The Tempe Officer’s Association took to Twitter to explain the incident I allude to: “On Independence Day, six Tempe police officers stopped by the Starbucks at Scottsdale Road and McKellips for coffee. The officers paid for their drinks and stood together having a cup of coffee before their long 4th of July shift. They were approached by a barista, who knew one of the officers by name, because he is a regular at that location. The barista said that a customer ‘did not feel safe’ because of the police presence. The barista asked the officers to move out of the customer’s line of sight or to leave. Disappointed, the officers did in fact leave. This treatment of public safety workers could not be more disheartening”.

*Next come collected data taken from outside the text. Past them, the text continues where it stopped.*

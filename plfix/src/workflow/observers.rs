//! Repair observers
//!
//! - [`ConsoleObserver`]: operator-facing run report
//! - [`TracingObserver`]: structured log lines
//! - [`RecordingObserver`]: keeps every event (tests, post-run inspection)
//! - [`FanoutObserver`]: forwards to several observers in order

use super::{RepairEvent, RepairObserver};
use std::io::Write;
use std::sync::Mutex;

const MANUAL_ORDER_TIP: &str =
    "  Insert failed. Tip: set playlist to Custom/Manual order if position is rejected.";

/// Prints the run report to a writer (stdout in the binary)
pub struct ConsoleObserver<W: Write + Send> {
    out: Mutex<W>,
}

impl ConsoleObserver<std::io::Stdout> {
    pub fn stdout() -> Self {
        Self::new(std::io::stdout())
    }
}

impl<W: Write + Send> ConsoleObserver<W> {
    pub fn new(out: W) -> Self {
        Self {
            out: Mutex::new(out),
        }
    }

    /// Recover the writer
    pub fn into_inner(self) -> W {
        match self.out.into_inner() {
            Ok(out) => out,
            Err(poisoned) => poisoned.into_inner(),
        }
    }

    fn render(event: &RepairEvent) -> Vec<String> {
        match event {
            RepairEvent::ScanCompleted {
                total_entries,
                broken,
                ..
            } => {
                let mut lines = vec![format!(
                    "Playlist items: {} | Broken: {}",
                    total_entries, broken
                )];
                if *broken == 0 {
                    lines.push("No unavailable items found.".to_string());
                }
                lines
            }
            RepairEvent::SnapshotWritten { path } => {
                vec![format!("Backup saved: {}", path.display())]
            }
            RepairEvent::UnmappedTracks { count, sample } => {
                vec![format!(
                    "Unavailable tracks with no matching entry: {} (e.g. {})",
                    count,
                    sample.join("; ")
                )]
            }
            RepairEvent::RecordStarted {
                attempt,
                position,
                title,
            } => vec![format!("\n[#{}] pos={} title='{}'", attempt, position, title)],
            RepairEvent::CandidateChosen {
                content_id, score, ..
            } => vec![format!("  Candidate → {} (score {})", content_id, score)],
            RepairEvent::NoCandidate { .. } => vec!["  No candidates found.".to_string()],
            RepairEvent::DryRun { .. } => {
                vec!["  DRY-RUN: would insert at same position; then delete broken.".to_string()]
            }
            RepairEvent::Inserted { .. } => vec!["  Inserted.".to_string()],
            RepairEvent::OriginalDeleted { .. } => vec!["  Deleted broken item.".to_string()],
            RepairEvent::OriginalAlreadyGone { entry_id, .. } => vec![format!(
                "  Broken item {} was already removed; nothing to delete.",
                entry_id
            )],
            RepairEvent::OriginalKept { .. } => vec!["  Kept broken item.".to_string()],
            RepairEvent::InsertFailed { error, .. } => {
                vec![MANUAL_ORDER_TIP.to_string(), format!("  Error: {}", error)]
            }
            RepairEvent::DuplicateRisk { entry_id, error, .. } => vec![
                format!(
                    "  Delete failed after insert: playlist now holds both entries (remove {} manually).",
                    entry_id
                ),
                format!("  Error: {}", error),
            ],
            RepairEvent::RecordFinished { .. } => Vec::new(),
            RepairEvent::RunCompleted { summary } => {
                let mut lines = vec!["\nDone.".to_string()];
                if summary.broken > 0 {
                    let tally = summary.tally();
                    lines.push(format!(
                        "Processed: {} | Replaced: {} | Kept: {} | No candidate: {} | Failed: {} | Duplicate risk: {}",
                        summary.processed(),
                        tally.replaced,
                        tally.original_kept,
                        tally.no_candidate,
                        tally.insert_failed,
                        tally.duplicate_risk
                    ));
                }
                if summary.untouched > 0 {
                    lines.push(format!(
                        "{} broken items left for a later run.",
                        summary.untouched
                    ));
                }
                if summary.dry_run {
                    lines.push("Run again with --apply to make changes.".to_string());
                }
                lines
            }
        }
    }
}

impl<W: Write + Send> RepairObserver for ConsoleObserver<W> {
    fn on_event(&self, event: &RepairEvent) {
        let lines = Self::render(event);
        if lines.is_empty() {
            return;
        }
        let Ok(mut out) = self.out.lock() else {
            return;
        };
        for line in lines {
            if let Err(e) = writeln!(out, "{}", line) {
                tracing::debug!(error = %e, "Console write failed");
                return;
            }
        }
        if let Err(e) = out.flush() {
            tracing::debug!(error = %e, "Console flush failed");
        }
    }
}

/// Logs every event through `tracing`
///
/// Per-record events go out at debug level; failures are already logged
/// at warn/error by the reconciler.
#[derive(Debug, Default, Clone, Copy)]
pub struct TracingObserver;

impl RepairObserver for TracingObserver {
    fn on_event(&self, event: &RepairEvent) {
        match event {
            RepairEvent::ScanCompleted {
                playlist_id,
                total_entries,
                broken,
            } => tracing::info!(playlist_id = %playlist_id, total_entries, broken, "Scan completed"),
            RepairEvent::SnapshotWritten { path } => {
                tracing::info!(path = %path.display(), "Snapshot written")
            }
            RepairEvent::UnmappedTracks { count, sample } => {
                tracing::info!(count, sample = ?sample, "Unmapped secondary tracks")
            }
            RepairEvent::RecordStarted {
                attempt,
                position,
                title,
            } => tracing::debug!(attempt, position, title = %title, "Repairing record"),
            RepairEvent::CandidateChosen {
                attempt,
                content_id,
                score,
                title,
            } => tracing::debug!(
                attempt,
                content_id = %content_id,
                score,
                candidate_title = %title,
                "Candidate chosen"
            ),
            RepairEvent::NoCandidate { attempt } => {
                tracing::debug!(attempt, "No replacement candidate")
            }
            RepairEvent::DryRun { attempt, position } => {
                tracing::debug!(attempt, position, "Dry run, no mutation")
            }
            RepairEvent::Inserted {
                attempt,
                entry_id,
                position,
            } => tracing::debug!(attempt, entry_id = %entry_id, position, "Replacement inserted"),
            RepairEvent::OriginalDeleted { attempt, entry_id } => {
                tracing::debug!(attempt, entry_id = %entry_id, "Original deleted")
            }
            RepairEvent::OriginalAlreadyGone { attempt, entry_id } => {
                tracing::debug!(attempt, entry_id = %entry_id, "Original already gone")
            }
            RepairEvent::OriginalKept { attempt } => tracing::debug!(attempt, "Original kept"),
            RepairEvent::InsertFailed { attempt, error } => {
                tracing::debug!(attempt, error = %error, "Insert failed")
            }
            RepairEvent::DuplicateRisk {
                attempt,
                entry_id,
                error,
            } => tracing::debug!(
                attempt,
                entry_id = %entry_id,
                error = %error,
                "Duplicate risk: delete failed after insert"
            ),
            RepairEvent::RecordFinished { outcome } => tracing::debug!(
                attempt = outcome.attempt,
                outcome = ?outcome.kind,
                path = ?outcome.progress.path(),
                "Record finished"
            ),
            RepairEvent::RunCompleted { summary } => tracing::info!(
                run_id = %summary.run_id,
                dry_run = summary.dry_run,
                processed = summary.processed(),
                untouched = summary.untouched,
                "Repair run completed"
            ),
        }
    }
}

/// Keeps a copy of every event
#[derive(Debug, Default)]
pub struct RecordingObserver {
    events: Mutex<Vec<RepairEvent>>,
}

impl RecordingObserver {
    pub fn new() -> Self {
        Self::default()
    }

    /// Events received so far, in order
    pub fn events(&self) -> Vec<RepairEvent> {
        self.events.lock().map(|e| e.clone()).unwrap_or_default()
    }

    /// Number of events matching `predicate`
    pub fn count(&self, predicate: impl Fn(&RepairEvent) -> bool) -> usize {
        self.events
            .lock()
            .map(|e| e.iter().filter(|ev| predicate(ev)).count())
            .unwrap_or(0)
    }
}

impl RepairObserver for RecordingObserver {
    fn on_event(&self, event: &RepairEvent) {
        if let Ok(mut events) = self.events.lock() {
            events.push(event.clone());
        }
    }
}

/// Forwards each event to every inner observer, in insertion order
#[derive(Default)]
pub struct FanoutObserver {
    observers: Vec<Box<dyn RepairObserver>>,
}

impl FanoutObserver {
    pub fn new() -> Self {
        Self::default()
    }

    pub fn with(mut self, observer: impl RepairObserver + 'static) -> Self {
        self.observers.push(Box::new(observer));
        self
    }

    pub fn len(&self) -> usize {
        self.observers.len()
    }

    pub fn is_empty(&self) -> bool {
        self.observers.is_empty()
    }
}

impl RepairObserver for FanoutObserver {
    fn on_event(&self, event: &RepairEvent) {
        for observer in &self.observers {
            observer.on_event(event);
        }
    }
}

#[cfg(test)]
mod tests {
    use super::*;
    use std::sync::Arc;

    fn render(events: &[RepairEvent]) -> String {
        let console = ConsoleObserver::new(Vec::new());
        for event in events {
            console.on_event(event);
        }
        String::from_utf8(console.into_inner()).unwrap()
    }

    #[test]
    fn test_console_record_lines() {
        let output = render(&[
            RepairEvent::ScanCompleted {
                playlist_id: "PL1".to_string(),
                total_entries: 12,
                broken: 1,
            },
            RepairEvent::RecordStarted {
                attempt: 1,
                position: 4,
                title: "Song".to_string(),
            },
            RepairEvent::CandidateChosen {
                attempt: 1,
                content_id: "v9".to_string(),
                score: 6,
                title: "Song (Official)".to_string(),
            },
            RepairEvent::DryRun {
                attempt: 1,
                position: 4,
            },
        ]);

        assert!(output.starts_with("Playlist items: 12 | Broken: 1\n"));
        assert!(output.contains("[#1] pos=4 title='Song'"));
        assert!(output.contains("  Candidate → v9 (score 6)"));
        assert!(output.contains("DRY-RUN: would insert at same position"));
        assert!(!output.contains("No unavailable items found."));
    }

    #[test]
    fn test_console_insert_failure_has_tip() {
        let output = render(&[RepairEvent::InsertFailed {
            attempt: 2,
            error: "API error 400: manualSortRequired".to_string(),
        }]);
        assert!(output.contains("Custom/Manual order"));
        assert!(output.contains("Error: API error 400: manualSortRequired"));
    }

    #[test]
    fn test_console_empty_scan() {
        let output = render(&[RepairEvent::ScanCompleted {
            playlist_id: "PL1".to_string(),
            total_entries: 3,
            broken: 0,
        }]);
        assert!(output.contains("No unavailable items found."));
    }

    #[test]
    fn test_console_original_already_gone() {
        let output = render(&[RepairEvent::OriginalAlreadyGone {
            attempt: 1,
            entry_id: "PLI_2".to_string(),
        }]);
        assert!(output.contains("PLI_2 was already removed"));
        assert!(!output.contains("Delete failed"));
    }

    #[test]
    fn test_console_survives_flush_failure() {
        struct NoFlush(Vec<u8>);
        impl Write for NoFlush {
            fn write(&mut self, buf: &[u8]) -> std::io::Result<usize> {
                self.0.write(buf)
            }
            fn flush(&mut self) -> std::io::Result<()> {
                Err(std::io::Error::new(std::io::ErrorKind::BrokenPipe, "closed"))
            }
        }

        let console = ConsoleObserver::new(NoFlush(Vec::new()));
        console.on_event(&RepairEvent::NoCandidate { attempt: 1 });
        console.on_event(&RepairEvent::OriginalKept { attempt: 2 });

        let output = String::from_utf8(console.into_inner().0).unwrap();
        assert_eq!(output, "  No candidates found.\n  Kept broken item.\n");
    }

    #[test]
    fn test_fanout_preserves_order() {
        struct Shared(Arc<RecordingObserver>);
        impl RepairObserver for Shared {
            fn on_event(&self, event: &RepairEvent) {
                self.0.on_event(event);
            }
        }

        let first = Arc::new(RecordingObserver::new());
        let second = Arc::new(RecordingObserver::new());
        let fanout = FanoutObserver::new()
            .with(Shared(first.clone()))
            .with(Shared(second.clone()));
        assert_eq!(fanout.len(), 2);

        fanout.on_event(&RepairEvent::NoCandidate { attempt: 1 });
        fanout.on_event(&RepairEvent::OriginalKept { attempt: 2 });

        assert_eq!(first.events().len(), 2);
        assert_eq!(
            second.count(|e| matches!(e, RepairEvent::OriginalKept { .. })),
            1
        );
    }
}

Starbucks corporate has since apologized, but that shouldn’t matter to Dunkin’, nor be enough for jilted public servants on the nation’s most significant public holiday. Welcome the cops, by reaching out to them with slogans like “You make our patrons feel safer”. Show appreciation by offering police officers free donuts with coffee. Sponsor a “Bring a cop to Dunkin’ Day” for freebees like breakfast sandwiches—no purchase required (and, of course, there will be one or good tip for employees). Better still: Include firefighters and other first responders.
There are so many under-served public servants, Dunkin’ easily could create a truly meaningful marketing campaign that serves them. Hey, just sayin’.
I shot the Featured Image (warning: 22MB file) on March 26, 2019, using Fujifilm GFX 50R and Fujinon GF63mmF2.8 R WR lens. Vitals, aperture manually set: f/11, ISO 100, 1/80 sec, 63mm; 9:44 a.m. PDT. The new Dunkin’ hasn’t opened yet, but the Fourth-and-Washington, Hillcrest location—flanked by several hospitals—is ideal for sugar-rushing overworked doctors and other medical professionals or their diabetic patients.